> [Exercise instructions] For each line below that contains the word "default", make a copy.

(Records from a dataset)
::::::::

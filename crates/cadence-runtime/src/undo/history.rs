#![forbid(unsafe_code)]

//! Commit-based undo/redo history over an [`Observable`].
//!
//! # Invariants
//!
//! 1. The undo stack is never empty: it starts with a record of the source's
//!    value at construction and [`clear`](CommitHistory::clear) leaves one
//!    record behind.
//! 2. Every commit clears the redo stack.
//! 3. With a capacity, the undo stack keeps the newest `capacity` records.
//! 4. `can_undo == (undo.len() > 1)` and `can_redo == !redo.is_empty()` after
//!    every operation.
//! 5. Writes the history makes to its own source never trigger a commit.
//!
//! # Failure Modes
//!
//! - **Shared interior state**: with the default `Clone` snapshot, a value
//!   like `Rc<RefCell<_>>` is shared between the source and its records, so
//!   in-place mutation leaks into history. Configure
//!   [`HistoryOptions::with_snapshot`] with a deep copy for such types.

use std::cell::{Cell, RefCell};
use std::fmt;
use std::num::NonZeroUsize;
use std::rc::{Rc, Weak};

use cadence_core::{Clock, Observable, Scheduler, Subscription};
use web_time::Duration;

use super::record::{HistoryOptions, HistoryRecord, SnapshotFn};
use crate::rate_limit::{Debouncer, Gate, Throttler};

/// How a history decides when to commit.
#[derive(Debug, Clone, Copy, PartialEq, Eq)]
pub enum CommitTrigger {
    /// Only explicit [`commit`](CommitHistory::commit) calls.
    Manual,
    /// Every source change.
    EveryChange,
    /// Source changes through a debounce gate.
    Debounced(Duration),
    /// Source changes through a throttle gate.
    Throttled(Duration),
}

struct Stacks<T> {
    undo: Vec<HistoryRecord<T>>,
    redo: Vec<HistoryRecord<T>>,
}

struct HistoryInner<T> {
    source: Observable<T>,
    stacks: RefCell<Stacks<T>>,
    capacity: Option<NonZeroUsize>,
    snapshot: SnapshotFn<T>,
    clock: Clock,
    watched: bool,
    ignore_next: Cell<bool>,
    can_undo: Observable<bool>,
    can_redo: Observable<bool>,
}

impl<T: Clone + 'static> HistoryInner<T> {
    fn record(&self) -> HistoryRecord<T> {
        let snapshot = self.source.with(|v| (self.snapshot)(v));
        HistoryRecord::new(snapshot, self.clock.unix_millis())
    }

    fn commit(&self) {
        let record = self.record();
        let len = {
            let mut stacks = self.stacks.borrow_mut();
            stacks.undo.push(record);
            if let Some(cap) = self.capacity {
                let excess = stacks.undo.len().saturating_sub(cap.get());
                stacks.undo.drain(..excess);
            }
            stacks.redo.clear();
            stacks.undo.len()
        };
        tracing::trace!(len, "history commit");
        self.sync_flags();
    }

    fn undo(&self) -> bool {
        let target = {
            let mut stacks = self.stacks.borrow_mut();
            if stacks.undo.len() <= 1 {
                return false;
            }
            let Some(top) = stacks.undo.pop() else {
                return false;
            };
            stacks.redo.push(top);
            stacks.undo.last().map(|r| (self.snapshot)(&r.snapshot))
        };
        if let Some(value) = target {
            self.write_source(value);
        }
        self.sync_flags();
        true
    }

    fn redo(&self) -> bool {
        let target = {
            let mut stacks = self.stacks.borrow_mut();
            let Some(record) = stacks.redo.pop() else {
                return false;
            };
            let value = (self.snapshot)(&record.snapshot);
            stacks.undo.push(record);
            value
        };
        self.write_source(target);
        self.sync_flags();
        true
    }

    fn clear(&self) {
        let record = self.record();
        {
            let mut stacks = self.stacks.borrow_mut();
            stacks.undo.clear();
            stacks.undo.push(record);
            stacks.redo.clear();
        }
        tracing::debug!("history cleared");
        self.sync_flags();
    }

    fn reset(&self) {
        let target = self
            .stacks
            .borrow()
            .undo
            .last()
            .map(|r| (self.snapshot)(&r.snapshot));
        if let Some(value) = target {
            self.write_source(value);
        }
    }

    /// Write into the source without the watcher committing it.
    fn write_source(&self, value: T) {
        self.ignore_next.set(self.watched);
        self.source.replace(value);
        self.ignore_next.set(false);
    }

    fn sync_flags(&self) {
        let (undo, redo) = {
            let stacks = self.stacks.borrow();
            (stacks.undo.len() > 1, !stacks.redo.is_empty())
        };
        self.can_undo.set(undo);
        self.can_redo.set(redo);
    }
}

/// Bounded undo/redo history of an observable's value.
///
/// # Example
///
/// ```
/// use cadence_core::Observable;
/// use cadence_runtime::undo::{CommitHistory, HistoryOptions};
///
/// let text = Observable::new(String::from("a"));
/// let history = CommitHistory::manual(&text, HistoryOptions::default());
///
/// text.set("ab".into());
/// history.commit();
/// assert!(history.can_undo().get());
///
/// history.undo();
/// assert_eq!(text.get(), "a");
/// history.redo();
/// assert_eq!(text.get(), "ab");
/// ```
pub struct CommitHistory<T: 'static> {
    inner: Rc<HistoryInner<T>>,
    trigger: CommitTrigger,
    gate: Option<Rc<dyn Gate>>,
    _watcher: Option<Subscription>,
}

impl<T: fmt::Debug + 'static> fmt::Debug for CommitHistory<T> {
    fn fmt(&self, f: &mut fmt::Formatter<'_>) -> fmt::Result {
        let stacks = self.inner.stacks.borrow();
        f.debug_struct("CommitHistory")
            .field("trigger", &self.trigger)
            .field("capacity", &self.inner.capacity)
            .field("undo", &stacks.undo.len())
            .field("redo", &stacks.redo.len())
            .finish()
    }
}

#[allow(clippy::len_without_is_empty)]
impl<T: Clone + 'static> CommitHistory<T> {
    /// History that commits only when [`commit`](Self::commit) is called.
    pub fn manual(source: &Observable<T>, options: HistoryOptions<T>) -> Self {
        let inner = Self::build(source, options, Clock::Real, false);
        Self {
            inner,
            trigger: CommitTrigger::Manual,
            gate: None,
            _watcher: None,
        }
    }

    /// History that commits on every change of `source`.
    pub fn tracked(source: &Observable<T>, options: HistoryOptions<T>) -> Self {
        let inner = Self::build(source, options, Clock::Real, true);
        let watcher = Self::watch_source(&inner, |inner| inner.commit());
        Self {
            inner,
            trigger: CommitTrigger::EveryChange,
            gate: None,
            _watcher: Some(watcher),
        }
    }

    /// History that commits once `source` has been stable for `window`.
    pub fn debounced(
        source: &Observable<T>,
        window: Duration,
        scheduler: &Scheduler,
        options: HistoryOptions<T>,
    ) -> Self {
        let inner = Self::build(source, options, scheduler.clock(), true);
        let weak = Rc::downgrade(&inner);
        let gate = Rc::new(Debouncer::new(scheduler, window, move |()| {
            Self::commit_weak(&weak);
        }));
        let g = Rc::clone(&gate);
        let watcher = Self::watch_source(&inner, move |_| g.call(()));
        Self {
            inner,
            trigger: CommitTrigger::Debounced(window),
            gate: Some(gate),
            _watcher: Some(watcher),
        }
    }

    /// History that commits at most once per `window`, with the first change
    /// of an idle period committed immediately and one trailing commit.
    pub fn throttled(
        source: &Observable<T>,
        window: Duration,
        scheduler: &Scheduler,
        options: HistoryOptions<T>,
    ) -> Self {
        let inner = Self::build(source, options, scheduler.clock(), true);
        let weak = Rc::downgrade(&inner);
        let gate = Rc::new(Throttler::new(scheduler, window, move |()| {
            Self::commit_weak(&weak);
        }));
        let g = Rc::clone(&gate);
        let watcher = Self::watch_source(&inner, move |_| g.call(()));
        Self {
            inner,
            trigger: CommitTrigger::Throttled(window),
            gate: Some(gate),
            _watcher: Some(watcher),
        }
    }

    fn build(
        source: &Observable<T>,
        options: HistoryOptions<T>,
        fallback_clock: Clock,
        watched: bool,
    ) -> Rc<HistoryInner<T>> {
        let snapshot = options
            .snapshot
            .unwrap_or_else(|| Rc::new(|v: &T| v.clone()) as SnapshotFn<T>);
        let clock = options.clock.unwrap_or(fallback_clock);
        let initial = HistoryRecord::new(source.with(|v| snapshot(v)), clock.unix_millis());
        Rc::new(HistoryInner {
            source: source.clone(),
            stacks: RefCell::new(Stacks {
                undo: vec![initial],
                redo: Vec::new(),
            }),
            capacity: options.capacity,
            snapshot,
            clock,
            watched,
            ignore_next: Cell::new(false),
            can_undo: Observable::new(false),
            can_redo: Observable::new(false),
        })
    }

    fn watch_source(
        inner: &Rc<HistoryInner<T>>,
        on_change: impl Fn(&HistoryInner<T>) + 'static,
    ) -> Subscription {
        let weak = Rc::downgrade(inner);
        inner.source.subscribe(move |_| {
            let Some(inner) = weak.upgrade() else { return };
            if inner.ignore_next.replace(false) {
                return;
            }
            on_change(&inner);
        })
    }

    fn commit_weak(weak: &Weak<HistoryInner<T>>) {
        if let Some(inner) = weak.upgrade() {
            inner.commit();
        }
    }

    fn cancel_pending(&self) {
        if let Some(gate) = &self.gate {
            gate.cancel();
        }
    }

    /// Push a record of the source's current value and clear the redo stack.
    ///
    /// Supersedes a commit still waiting on the gate.
    pub fn commit(&self) {
        self.cancel_pending();
        self.inner.commit();
    }

    /// Step back one record. Returns `false` when already at the oldest record.
    pub fn undo(&self) -> bool {
        self.cancel_pending();
        self.inner.undo()
    }

    /// Re-apply the most recently undone record. Returns `false` when there is
    /// nothing to redo.
    pub fn redo(&self) -> bool {
        self.cancel_pending();
        self.inner.redo()
    }

    /// Drop all records and start over from the source's current value.
    pub fn clear(&self) {
        self.cancel_pending();
        self.inner.clear();
    }

    /// Write the newest record back into the source, discarding uncommitted
    /// changes. The stacks are unchanged.
    pub fn reset(&self) {
        self.cancel_pending();
        self.inner.reset();
    }

    /// Undo records, oldest first.
    #[must_use]
    pub fn history(&self) -> Vec<HistoryRecord<T>> {
        self.inner.stacks.borrow().undo.clone()
    }

    /// Redo records, next-to-redo last.
    #[must_use]
    pub fn redo_history(&self) -> Vec<HistoryRecord<T>> {
        self.inner.stacks.borrow().redo.clone()
    }

    /// Number of undo records (always at least 1).
    #[must_use]
    pub fn len(&self) -> usize {
        self.inner.stacks.borrow().undo.len()
    }

    /// The newest undo record.
    #[must_use]
    pub fn last(&self) -> HistoryRecord<T> {
        let last = self.inner.stacks.borrow().undo.last().cloned();
        // The undo stack always holds at least one record; a fresh record of
        // the source stands in if that ever breaks.
        last.unwrap_or_else(|| self.inner.record())
    }

    /// The tracked source.
    #[must_use]
    pub fn source(&self) -> &Observable<T> {
        &self.inner.source
    }

    /// `true` while there is a record to undo to.
    #[must_use]
    pub fn can_undo(&self) -> &Observable<bool> {
        &self.inner.can_undo
    }

    /// `true` while there is a record to redo.
    #[must_use]
    pub fn can_redo(&self) -> &Observable<bool> {
        &self.inner.can_redo
    }

    /// Configured capacity.
    #[must_use]
    pub fn capacity(&self) -> Option<NonZeroUsize> {
        self.inner.capacity
    }

    /// How this history commits.
    #[must_use]
    pub fn trigger(&self) -> CommitTrigger {
        self.trigger
    }

    /// Whether a gated commit is waiting.
    #[must_use]
    pub fn is_commit_pending(&self) -> bool {
        self.gate.as_ref().is_some_and(|g| g.is_pending())
    }
}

::::::::

> [Answer space]
//! - **Shared interior state**: with the default `Clone` snapshot, a value
/// let history = CommitHistory::manual(&text, HistoryOptions::default());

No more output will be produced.